For someone who has lost an extremity, any kind of prosthetic limb can make a huge difference—but having a bionic device fitted, giving the user intuitive function, can be transformational. We spoke to Prof Oskar Aszmann, director of the Christian Doppler Laboratory for the Restoration of Extremity Function at the Medical University of Vienna, about the latest developments in connecting robotic limbs to the human body.
MedicalExpo e-magazine: How did you become interested in bionic prosthetics?
Prof Oskar Aszmann: I am a plastic and reconstructive surgeon with a focus on neurological surgery (peripheral nerve) surgery. My specific interest in bionic reconstruction came from a patient 15 years ago who had lost both arms. We started to think about how we could reconstruct extremities when they were gone and realized the way forward was to connect the nerves to a technological device.
MedicalExpo e-magazine: Can you explain how your system works?
Prof Oskar Aszmann: There are different avenues as to how neurosignals can surface and be picked up so they can operate the prosthesis. There is the option of picking up brain activity with a brain-machine interface, which is being pursued by some very prominent researchers but the problem here is that the connectivity of the central nervous system is so complex it is difficult to get clear reliable signals without a lot of background noise. The other option is to pick up signals directly from the nerve, but the problem here is that the signals are very small—we are talking about nanovolts. So, we have chosen to go to the muscle. For us, this is a translator of neural information: it can naturally translate the information into functional control signals. It is also an amplifier because whereas a neural signal is in nanovolts, the muscle activity is in macrovolts and that is something we can pick up not only directly on the muscle but also through the skin with sensors.
MedicalExpo e-magazine: How does the bionic limb connect to the body?
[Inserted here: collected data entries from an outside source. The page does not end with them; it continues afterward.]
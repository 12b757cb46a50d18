//! Configuration types for CodeSensei.
//!
//! `SenseiConfig` mirrors `config.toml`. Every field has a default so an
//! empty or missing file yields a runnable configuration (apart from the
//! secrets, which only ever come from the environment).

use serde::{Deserialize, Serialize};
use std::fmt;
use std::str::FromStr;

/// Top-level configuration.
#[derive(Debug, Clone, Default, Serialize, Deserialize)]
pub struct SenseiConfig {
    #[serde(default)]
    pub server: ServerConfig,
    #[serde(default)]
    pub gemini: GeminiConfig,
    #[serde(default)]
    pub firebase: FirebaseConfig,
    #[serde(default)]
    pub store: StoreConfig,
    #[serde(default)]
    pub chat: ChatConfig,
}

/// HTTP listener and CORS settings.
#[derive(Debug, Clone, Serialize, Deserialize)]
pub struct ServerConfig {
    #[serde(default = "default_host")]
    pub host: String,
    #[serde(default = "default_port")]
    pub port: u16,
    /// Browser origins allowed to call the API with credentials.
    #[serde(default = "default_allowed_origins")]
    pub allowed_origins: Vec<String>,
}

fn default_host() -> String {
    "127.0.0.1".to_string()
}

fn default_port() -> u16 {
    5001
}

fn default_allowed_origins() -> Vec<String> {
    vec!["http://localhost:3000".to_string()]
}

impl Default for ServerConfig {
    fn default() -> Self {
        Self {
            host: default_host(),
            port: default_port(),
            allowed_origins: default_allowed_origins(),
        }
    }
}

/// Generative model settings. The API key is read from `GEMINI_API_KEY`.
#[derive(Debug, Clone, Serialize, Deserialize)]
pub struct GeminiConfig {
    #[serde(default = "default_model")]
    pub model: String,
    #[serde(default = "default_gemini_base_url")]
    pub base_url: String,
    #[serde(default = "default_api_version")]
    pub api_version: String,
    #[serde(default = "default_timeout_secs")]
    pub timeout_secs: u64,
}

fn default_model() -> String {
    "gemini-2.5-flash".to_string()
}

fn default_gemini_base_url() -> String {
    "https://generativelanguage.googleapis.com/".to_string()
}

fn default_api_version() -> String {
    "v1beta".to_string()
}

fn default_timeout_secs() -> u64 {
    120
}

impl Default for GeminiConfig {
    fn default() -> Self {
        Self {
            model: default_model(),
            base_url: default_gemini_base_url(),
            api_version: default_api_version(),
            timeout_secs: default_timeout_secs(),
        }
    }
}

/// Identity provider settings for ID-token verification.
#[derive(Debug, Clone, Serialize, Deserialize)]
pub struct FirebaseConfig {
    /// Firebase project id; used as token audience and in the issuer URL.
    #[serde(default)]
    pub project_id: Option<String>,
    #[serde(default = "default_jwks_uri")]
    pub jwks_uri: String,
    #[serde(default = "default_jwks_cache_ttl_secs")]
    pub jwks_cache_ttl_secs: u64,
}

fn default_jwks_uri() -> String {
    "https://www.googleapis.com/service_accounts/v1/jwk/securetoken@system.gserviceaccount.com"
        .to_string()
}

fn default_jwks_cache_ttl_secs() -> u64 {
    300
}

impl Default for FirebaseConfig {
    fn default() -> Self {
        Self {
            project_id: None,
            jwks_uri: default_jwks_uri(),
            jwks_cache_ttl_secs: default_jwks_cache_ttl_secs(),
        }
    }
}

/// Which store adapter backs the session store.
#[derive(Debug, Clone, Copy, PartialEq, Eq, Default, Serialize, Deserialize)]
#[serde(rename_all = "lowercase")]
pub enum StoreBackend {
    #[default]
    Firestore,
    Sqlite,
}

impl fmt::Display for StoreBackend {
    fn fmt(&self, f: &mut fmt::Formatter<'_>) -> fmt::Result {
        match self {
            StoreBackend::Firestore => write!(f, "firestore"),
            StoreBackend::Sqlite => write!(f, "sqlite"),
        }
    }
}

impl FromStr for StoreBackend {
    type Err = String;

    fn from_str(s: &str) -> Result<Self, Self::Err> {
        match s.to_lowercase().as_str() {
            "firestore" => Ok(StoreBackend::Firestore),
            "sqlite" => Ok(StoreBackend::Sqlite),
            other => Err(format!("invalid store backend: '{other}'")),
        }
    }
}

/// Session store settings.
#[derive(Debug, Clone, Default, Serialize, Deserialize)]
pub struct StoreConfig {
    #[serde(default)]
    pub backend: StoreBackend,
    /// SQLite database file; defaults to `<data dir>/codesensei.db`.
    #[serde(default)]
    pub sqlite_path: Option<String>,
    /// Service-account JSON key for Firestore.
    #[serde(default)]
    pub credentials_path: Option<String>,
    /// `host:port` of a Firestore emulator; disables credential exchange.
    #[serde(default)]
    pub emulator_host: Option<String>,
}

/// Conversation assembly settings.
#[derive(Debug, Clone, Serialize, Deserialize)]
pub struct ChatConfig {
    /// Number of most recent stored messages replayed to the model.
    #[serde(default = "default_history_limit")]
    pub history_limit: u32,
}

fn default_history_limit() -> u32 {
    20
}

impl Default for ChatConfig {
    fn default() -> Self {
        Self {
            history_limit: default_history_limit(),
        }
    }
}
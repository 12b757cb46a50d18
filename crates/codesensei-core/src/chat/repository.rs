//! ChatRepository trait definition.
//!
//! Every operation is scoped by the caller's uid: sessions live under
//! `users/{uid}/sessions/{id}` and messages under the session, so one user
//! can never address another user's data.

use codesensei_types::chat::{ChatMessage, ChatSession, MessageRole};
use codesensei_types::error::RepositoryError;

/// Repository trait for chat session and message persistence.
///
/// Implementations live in codesensei-infra (`FirestoreChatRepository`,
/// `SqliteChatRepository`). Uses native async fn in traits (RPITIT).
pub trait ChatRepository: Send + Sync {
    /// List a user's sessions, newest first by creation time.
    fn list_sessions(
        &self,
        uid: &str,
    ) -> impl std::future::Future<Output = Result<Vec<ChatSession>, RepositoryError>> + Send;

    /// Create (or overwrite) a session document.
    ///
    /// When `key` is `Some`, it is used verbatim as the session id and an
    /// existing session with the same id is replaced. When `None`, the store
    /// generates a fresh id.
    fn create_session(
        &self,
        uid: &str,
        key: Option<&str>,
        name: &str,
    ) -> impl std::future::Future<Output = Result<ChatSession, RepositoryError>> + Send;

    /// Delete the session document only. Its messages are left in place.
    fn delete_session(
        &self,
        uid: &str,
        session_id: &str,
    ) -> impl std::future::Future<Output = Result<(), RepositoryError>> + Send;

    /// Append a message stamped with the store's current time.
    fn append_message(
        &self,
        uid: &str,
        session_id: &str,
        role: MessageRole,
        content: &str,
    ) -> impl std::future::Future<Output = Result<ChatMessage, RepositoryError>> + Send;

    /// All messages of a session, oldest first.
    fn get_messages(
        &self,
        uid: &str,
        session_id: &str,
    ) -> impl std::future::Future<Output = Result<Vec<ChatMessage>, RepositoryError>> + Send;

    /// At most `limit` messages of a session, newest first.
    fn recent_messages(
        &self,
        uid: &str,
        session_id: &str,
        limit: u32,
    ) -> impl std::future::Future<Output = Result<Vec<ChatMessage>, RepositoryError>> + Send;
}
Prof Oskar Aszmann: We have worked out how to get the brain into the machine but the other big problem in prosthetic management is how we get the prosthesis onto the skeleton. We are pursuing osteointegration, meaning we implant a titanium device into the bone, wherever the limb was lost. This allows the patient to have a very quick release attachment of the prosthesis directly to the implant, so they do not need a harness. There is also then the possibility of getting the biosignals through the bone into the prosthesis.
MedicalExpo e-magazine: What are the benefits to the user of a bionic prosthesis?
Prof Oskar Aszmann: I recently saw a patient who lost an entire arm in a road traffic accident and now has both arms that he is able to use intuitively. That would not have been possible without the technology we have developed in recent years. Pain is a very complex issue, but generally, if a patient goes through a restorative process with a bionic arm, their pain levels drop.
MedicalExpo e-magazine: Who might be a suitable candidate for a bionic limb?
Prof Oskar Aszmann: From a biological point of view, anyone who has a need could have this type of procedure done and could come to our clinic. However, these prostheses are expensive devices. They cost in the region of £150,000 and are often paid for by insurance companies. The limits may therefore be more financial than biological.
MedicalExpo e-magazine: What do you predict for the future of this field?
Prof Oskar Aszmann: With all probability, within the next five years we will have a system ready that will be able to provide signals wirelessly from the brain to the machine. Also looking ahead, the more widely used these technologies become then hopefully prices will drop. While numbers of amputees are low, when we think that patients with a brain stroke who have lost the use of a limb might also benefit from a bionic prosthesis, then the numbers are much higher. If we can make good use of this type of technology for these other kinds of patients, then prices will drop.